TASK PROMPT.
Each line of the data must be reproduced as it appears.

DATA IN THIS EXERCISE.
------------------------------------------------

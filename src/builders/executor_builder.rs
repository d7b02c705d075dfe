//! Builder assembling an [`Executor`] from configuration and collaborators.

use std::sync::Arc;

use crate::config::ExecutorConfig;
use crate::core::{
    CatalogClient, Clients, Executor, ExecutorError, IntervalTicker, ModuleRuntime, QueueClient,
    RecorderClient, RepoClient, Ticker,
};

/// Fluent builder for [`Executor`].
///
/// Every client and the runtime are required; the ticker defaults to an
/// [`IntervalTicker`] at the configured tick interval.
#[derive(Default)]
pub struct ExecutorBuilder {
    config: ExecutorConfig,
    catalog: Option<Arc<dyn CatalogClient>>,
    queue: Option<Arc<dyn QueueClient>>,
    repo: Option<Arc<dyn RepoClient>>,
    recorder: Option<Arc<dyn RecorderClient>>,
    runtime: Option<Arc<dyn ModuleRuntime>>,
    ticker: Option<Box<dyn Ticker>>,
}

impl ExecutorBuilder {
    /// Start from the default configuration.
    pub fn new() -> Self {
        Self::default()
    }

    /// Use `config`.
    #[must_use]
    pub fn config(mut self, config: ExecutorConfig) -> Self {
        self.config = config;
        self
    }

    /// Use `clients` for all four services.
    #[must_use]
    pub fn clients(mut self, clients: Clients) -> Self {
        self.catalog = Some(clients.catalog);
        self.queue = Some(clients.queue);
        self.repo = Some(clients.repo);
        self.recorder = Some(clients.recorder);
        self
    }

    /// Catalog service.
    #[must_use]
    pub fn catalog(mut self, catalog: Arc<dyn CatalogClient>) -> Self {
        self.catalog = Some(catalog);
        self
    }

    /// Queue service.
    #[must_use]
    pub fn queue(mut self, queue: Arc<dyn QueueClient>) -> Self {
        self.queue = Some(queue);
        self
    }

    /// Repo service.
    #[must_use]
    pub fn repo(mut self, repo: Arc<dyn RepoClient>) -> Self {
        self.repo = Some(repo);
        self
    }

    /// Recorder service.
    #[must_use]
    pub fn recorder(mut self, recorder: Arc<dyn RecorderClient>) -> Self {
        self.recorder = Some(recorder);
        self
    }

    /// Module runtime.
    #[must_use]
    pub fn runtime(mut self, runtime: Arc<dyn ModuleRuntime>) -> Self {
        self.runtime = Some(runtime);
        self
    }

    /// Drive sweeps from `ticker` instead of the configured interval.
    #[must_use]
    pub fn ticker(mut self, ticker: impl Ticker + 'static) -> Self {
        self.ticker = Some(Box::new(ticker));
        self
    }

    /// Validate the configuration and assemble the executor.
    ///
    /// # Errors
    ///
    /// Returns [`ExecutorError::Config`] when the configuration is invalid or a
    /// collaborator is missing.
    pub fn build(self) -> Result<Arc<Executor>, ExecutorError> {
        self.config
            .validate()
            .map_err(|e| ExecutorError::Config(format!("config invalid: {e}")))?;

        let clients = Clients::new(
            required(self.catalog, "catalog")?,
            required(self.queue, "queue")?,
            required(self.repo, "repo")?,
            required(self.recorder, "recorder")?,
        );
        let runtime = required(self.runtime, "runtime")?;
        let ticker: Box<dyn Ticker> = match self.ticker {
            Some(ticker) => ticker,
            None => Box::new(IntervalTicker::new(self.config.tick_interval())),
        };

        Ok(Arc::new(Executor::new(self.config, clients, runtime, ticker)))
    }
}

fn required<T>(value: Option<T>, what: &str) -> Result<T, ExecutorError> {
    value.ok_or_else(|| ExecutorError::Config(format!("{what} not set")))
}

impl std::fmt::Debug for ExecutorBuilder {
    fn fmt(&self, f: &mut std::fmt::Formatter<'_>) -> std::fmt::Result {
        f.debug_struct("ExecutorBuilder")
            .field("config", &self.config)
            .field("ticker", &self.ticker.is_some())
            .finish_non_exhaustive()
    }
}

------------------------------------------------

OUTPUT OF THE EXERCISE.
filename src/builders/executor_builder.rs
repository d7b02c705d075dfe
//! Builder assembling an [`Executor`] from configuration and collaborators.

use std::sync::Arc;

use crate::config::ExecutorConfig;
use crate::core::{
    CatalogClient, Clients, Executor, ExecutorError, IntervalTicker, ModuleRuntime, QueueClient,
    RecorderClient, RepoClient, Ticker,
};

/// Fluent builder for [`Executor`].
///
/// Every client and the runtime are required; the ticker defaults to an
/// [`IntervalTicker`] at the configured tick interval.
#[derive(Default)]
pub struct ExecutorBuilder {
    config: ExecutorConfig,
    catalog: Option<Arc<dyn CatalogClient>>,
    queue: Option<Arc<dyn QueueClient>>,
    repo: Option<Arc<dyn RepoClient>>,
    recorder: Option<Arc<dyn RecorderClient>>,
    runtime: Option<Arc<dyn ModuleRuntime>>,
    ticker: Option<Box<dyn Ticker>>,
}

impl ExecutorBuilder {
    /// Start from the default configuration.
    pub fn new() -> Self {
        Self::default()
    }

    /// Use `config`.
    #[must_use]
    pub fn config(mut self, config: ExecutorConfig) -> Self {
        self.config = config;
        self
    }

    /// Use `clients` for all four services.
    #[must_use]
    pub fn clients(mut self, clients: Clients) -> Self {
        self.catalog = Some(clients.catalog);
        self.queue = Some(clients.queue);
        self.repo = Some(clients.repo);
        self.recorder = Some(clients.recorder);
        self
    }

    /// Catalog service.
    #[must_use]
    pub fn catalog(mut self, catalog: Arc<dyn CatalogClient>) -> Self {
        self.catalog = Some(catalog);
        self
    }

    /// Queue service.
    #[must_use]
    pub fn queue(mut self, queue: Arc<dyn QueueClient>) -> Self {
        self.queue = Some(queue);
        self
    }

    /// Repo service.
    #[must_use]
    pub fn repo(mut self, repo: Arc<dyn RepoClient>) -> Self {
        self.repo = Some(repo);
        self
    }

    /// Recorder service.
    #[must_use]
    pub fn recorder(mut self, recorder: Arc<dyn RecorderClient>) -> Self {
        self.recorder = Some(recorder);
        self
    }

    /// Module runtime.
    #[must_use]
    pub fn runtime(mut self, runtime: Arc<dyn ModuleRuntime>) -> Self {
        self.runtime = Some(runtime);
        self
    }

    /// Drive sweeps from `ticker` instead of the configured interval.
    #[must_use]
    pub fn ticker(mut self, ticker: impl Ticker + 'static) -> Self {
        self.ticker = Some(Box::new(ticker));
        self
    }

    /// Validate the configuration and assemble the executor.
    ///
    /// # Errors
    ///
    /// Returns [`ExecutorError::Config`] when the configuration is invalid or a
    /// collaborator is missing.
    pub fn build(self) -> Result<Arc<Executor>, ExecutorError> {
        self.config
            .validate()
            .map_err(|e| ExecutorError::Config(format!("config invalid: {e}")))?;

        let clients = Clients::new(
            required(self.catalog, "catalog")?,
            required(self.queue, "queue")?,
            required(self.repo, "repo")?,
            required(self.recorder, "recorder")?,
        );
        let runtime = required(self.runtime, "runtime")?;
        let ticker: Box<dyn Ticker> = match self.ticker {
            Some(ticker) => ticker,
            None => Box::new(IntervalTicker::new(self.config.tick_interval())),
        };

        Ok(Arc::new(Executor::new(self.config, clients, runtime, ticker)))
    }
}

fn required<T>(value: Option<T>, what: &str) -> Result<T, ExecutorError> {
    value.ok_or_else(|| ExecutorError::Config(format!("{what} not set")))
}

impl std::fmt::Debug for ExecutorBuilder {
    fn fmt(&self, f: &mut std::fmt::Formatter<'_>) -> std::fmt::Result {
        f.debug_struct("ExecutorBuilder")
            .field("config", &self.config)
            .field("ticker", &self.ticker.is_some())
            .finish_non_exhaustive()
    }
}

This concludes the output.